[Data records — start]

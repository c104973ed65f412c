// Copyright (c) 2025 Hemashushu <hippospark@gmail.com>, All rights reserved.
//
// This Source Code Form is subject to the terms of
// the Mozilla Public License version 2.0 and additional exceptions.
// For more details, see the LICENSE, LICENSE.additional, and CONTRIBUTING files.

// The Perl compatible dialect.
//
// group headers:
//
// - (?:       non-capturing group
// - (?= (?!   lookahead
// - (?<= (?<! lookbehind
// - (?>       atomic group
// - (?<name> (?P<name>
//             named capturing group
//
// quantifiers take an optional possessive suffix `+`, e.g. `a*+`.
//
// escape sequences with an argument:
//
// - \k<name>  named back reference
// - \p{..}    unicode property
// - \P{..}    negated unicode property

use crate::{
    explain::{
        escape_argument, escaped_char, explain_backreference, explain_charset,
        explain_common_escape, explain_escaped_literal, explain_group_header, explain_literal,
        explain_metachar, explain_named_group, explain_quantifier, explain_repetition,
        QuantifierStyle,
    },
    lexer::Lexer,
    token::Token,
};

const GROUP_HEADERS: [&str; 6] = ["(?:", "(?=", "(?!", "(?<=", "(?<!", "(?>"];
const NAMED_GROUP_PREFIXES: [&str; 2] = ["(?<", "(?P<"];

pub fn tokenize(pattern: &str) -> Vec<Token<'_>> {
    let mut lexer = Lexer::new(pattern);

    while let Some(current) = lexer.peek_byte(0) {
        match current {
            b'[' => lexer.lex_charset(),
            b'\\' if lexer.peek_byte(1).is_some() => lex_escaping(&mut lexer),
            b'{' => lexer.lex_repetition(),
            b'*' | b'+' | b'?' => lexer.lex_quantifier(Some(b'+')),
            b'(' => lex_group_header(&mut lexer),
            b')' | b'|' | b'^' | b'$' | b'.' => lexer.push_span(1),
            _ => lexer.push_literal_char(),
        }
    }

    lexer.finish()
}

fn lex_escaping(lexer: &mut Lexer) {
    match lexer.peek_byte(1) {
        Some(b'k') => lexer.lex_escaping_with_delimiters(b'<', b'>'),
        Some(b'p' | b'P') => lexer.lex_escaping_with_delimiters(b'{', b'}'),
        _ => lexer.lex_escaping(),
    }
}

fn lex_group_header(lexer: &mut Lexer) {
    // the lookbehind headers must be checked before the `(?<name>`
    if let Some(header) = GROUP_HEADERS
        .iter()
        .find(|header| lexer.starts_with(header))
    {
        lexer.push_span(header.len());
    } else if lexer.starts_with("(?<") {
        lexer.lex_named_group(3);
    } else if lexer.starts_with("(?P<") {
        lexer.lex_named_group(4);
    } else {
        lexer.push_span(1);
    }
}

pub fn explain(token: &str) -> String {
    if let Some(description) = explain_metachar(token) {
        return description.to_owned();
    }

    if token == "." {
        return "Matches any single character except newline".to_owned();
    }

    if let Some(description) = explain_quantifier(token, QuantifierStyle::Possessive) {
        return description;
    }

    if let Some(description) = explain_group_header(token, &GROUP_HEADERS) {
        return description.to_owned();
    }

    if let Some(description) = explain_named_group(token, &NAMED_GROUP_PREFIXES) {
        return description;
    }

    if let Some(description) = explain_charset(token) {
        return description;
    }

    if token.starts_with('\\') {
        return explain_escaping(token);
    }

    if let Some(description) = explain_repetition(token) {
        return description;
    }

    explain_literal(token)
}

fn explain_escaping(token: &str) -> String {
    let Some(escaped) = escaped_char(token) else {
        return "Invalid escape sequence".to_owned();
    };

    let description = match escaped {
        'A' => "Matches the start of the string",
        'Z' => "Matches the end of the string or before the final newline",
        'z' => "Matches the absolute end of the string",
        'G' => "Matches the position where the previous match ended",
        'Q' => "Start of a quoted sequence (everything until \\E is treated as a literal)",
        'E' => "End of a quoted sequence",
        'k' => {
            return match escape_argument(token, b'<', b'>') {
                Some(name) => format!("Backreference to the named group '{}'", name),
                None => "Invalid named backreference".to_owned(),
            }
        }
        'p' | 'P' => {
            let Some(property) = escape_argument(token, b'{', b'}') else {
                return "Invalid unicode property".to_owned();
            };

            return if escaped == 'p' {
                format!(
                    "Matches a character with the unicode property '{}'",
                    property
                )
            } else {
                format!(
                    "Matches a character without the unicode property '{}'",
                    property
                )
            };
        }
        _ => {
            if let Some(description) = explain_backreference(escaped) {
                return description;
            }

            match explain_common_escape(escaped) {
                Some(description) => description,
                None => return explain_escaped_literal(escaped),
            }
        }
    };

    description.to_owned()
}

#[cfg(test)]
mod tests {
    use pretty_assertions::assert_eq;

    use super::{explain, tokenize};

    fn tokenize_to_texts(pattern: &str) -> Vec<&str> {
        tokenize(pattern).iter().map(|token| token.text).collect()
    }

    #[test]
    fn test_tokenize_groups() {
        assert_eq!(
            tokenize_to_texts("(?<name>abc)"),
            vec!["(?<name>", "abc", ")"]
        );
        assert_eq!(
            tokenize_to_texts("(?P<name>abc)"),
            vec!["(?P<name>", "abc", ")"]
        );
        assert_eq!(tokenize_to_texts("(?:abc)"), vec!["(?:", "abc", ")"]);
        assert_eq!(
            tokenize_to_texts("foo(?=bar)"),
            vec!["foo", "(?=", "bar", ")"]
        );
        assert_eq!(
            tokenize_to_texts("foo(?!bar)"),
            vec!["foo", "(?!", "bar", ")"]
        );
        assert_eq!(
            tokenize_to_texts("(?<=foo)bar"),
            vec!["(?<=", "foo", ")", "bar"]
        );
        assert_eq!(
            tokenize_to_texts("(?<!foo)bar"),
            vec!["(?<!", "foo", ")", "bar"]
        );
        assert_eq!(tokenize_to_texts("(?>atom)"), vec!["(?>", "atom", ")"]);

        // unsupported or unclosed headers
        assert_eq!(tokenize_to_texts("(?#x)"), vec!["(", "?", "#x", ")"]);
        assert_eq!(tokenize_to_texts("(?<ab"), vec!["(", "?", "<ab"]);
        assert_eq!(tokenize_to_texts("(?<"), vec!["(", "?", "<"]);
    }

    #[test]
    fn test_tokenize_quantifiers() {
        assert_eq!(
            tokenize_to_texts("a++b*+c?+"),
            vec!["a", "++", "b", "*+", "c", "?+"]
        );
        assert_eq!(tokenize_to_texts("a+?"), vec!["a", "+", "?"]);
        assert_eq!(tokenize_to_texts("a{2,3}+"), vec!["a", "{2,3}", "+"]);
    }

    #[test]
    fn test_tokenize_escaping() {
        assert_eq!(
            tokenize_to_texts(r"(?<q>.)\k<q>\1"),
            vec!["(?<q>", ".", ")", r"\k<q>", r"\1"]
        );
        assert_eq!(
            tokenize_to_texts(r"\p{Lu}\P{N}\pL"),
            vec![r"\p{Lu}", r"\P{N}", r"\p", "L"]
        );
        assert_eq!(tokenize_to_texts(r"\k<q"), vec![r"\k", "<q"]);
    }

    #[test]
    fn test_tokenize_url() {
        assert_eq!(
            tokenize_to_texts(r"^(?<proto>https?)://(?:www\.)?[a-zA-Z0-9.-]+\.[a-zA-Z]{2,}(/.*)?$"),
            vec![
                "^",
                "(?<proto>",
                "https",
                "?",
                ")",
                "://",
                "(?:",
                "www",
                r"\.",
                ")",
                "?",
                "[a-zA-Z0-9.-]",
                "+",
                r"\.",
                "[a-zA-Z]",
                "{2,}",
                "(",
                "/",
                ".",
                "*",
                ")",
                "?",
                "$",
            ]
        );
    }

    #[test]
    fn test_explain() {
        assert_eq!(
            explain("*+"),
            "Possessive match of 0 or more of the preceding element (never gives up the match)"
        );
        assert_eq!(
            explain("++"),
            "Possessive match of 1 or more of the preceding element (never gives up the match)"
        );
        assert_eq!(explain("?"), "Matches 0 or 1 of the preceding element");
        assert_eq!(
            explain("(?!"),
            "Start of a negative lookahead - matches if the pattern inside doesn't match, but doesn't consume characters"
        );
        assert_eq!(
            explain("(?<="),
            "Start of a positive lookbehind - matches if the pattern inside matches immediately before current position"
        );
        assert_eq!(
            explain("(?<!"),
            "Start of a negative lookbehind - matches if the pattern inside doesn't match immediately before current position"
        );
        assert_eq!(
            explain("(?>"),
            "Start of an atomic group - once the group matches, the regex engine doesn't backtrack into it"
        );
        assert_eq!(
            explain("(?<name>"),
            "Start of a named capturing group called 'name'"
        );
        assert_eq!(
            explain("(?P<name>"),
            "Start of a named capturing group called 'name'"
        );
        assert_eq!(
            explain("{3}"),
            "Matches exactly 3 occurrences of the preceding element"
        );
    }

    #[test]
    fn test_explain_escaping() {
        assert_eq!(
            explain(r"\G"),
            "Matches the position where the previous match ended"
        );
        assert_eq!(
            explain(r"\Q"),
            r"Start of a quoted sequence (everything until \E is treated as a literal)"
        );
        assert_eq!(explain(r"\E"), "End of a quoted sequence");
        assert_eq!(
            explain(r"\Z"),
            "Matches the end of the string or before the final newline"
        );
        assert_eq!(explain(r"\z"), "Matches the absolute end of the string");
        assert_eq!(explain(r"\3"), "Backreference to capturing group 3");
        assert_eq!(explain(r"\k<q>"), "Backreference to the named group 'q'");
        assert_eq!(explain(r"\k"), "Invalid named backreference");
        assert_eq!(
            explain(r"\p{Lu}"),
            "Matches a character with the unicode property 'Lu'"
        );
        assert_eq!(
            explain(r"\P{N}"),
            "Matches a character without the unicode property 'N'"
        );
        assert_eq!(explain(r"\p"), "Invalid unicode property");
        assert_eq!(explain(r"\d"), "Matches any digit (0-9)");
    }
}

[Data records — finish]

Action item:
Filter the records down to the lines that contain the string "without", and copy those lines.

Response below:
                    "Matches a character without the unicode property '{}'",
            "Matches a character without the unicode property 'N'"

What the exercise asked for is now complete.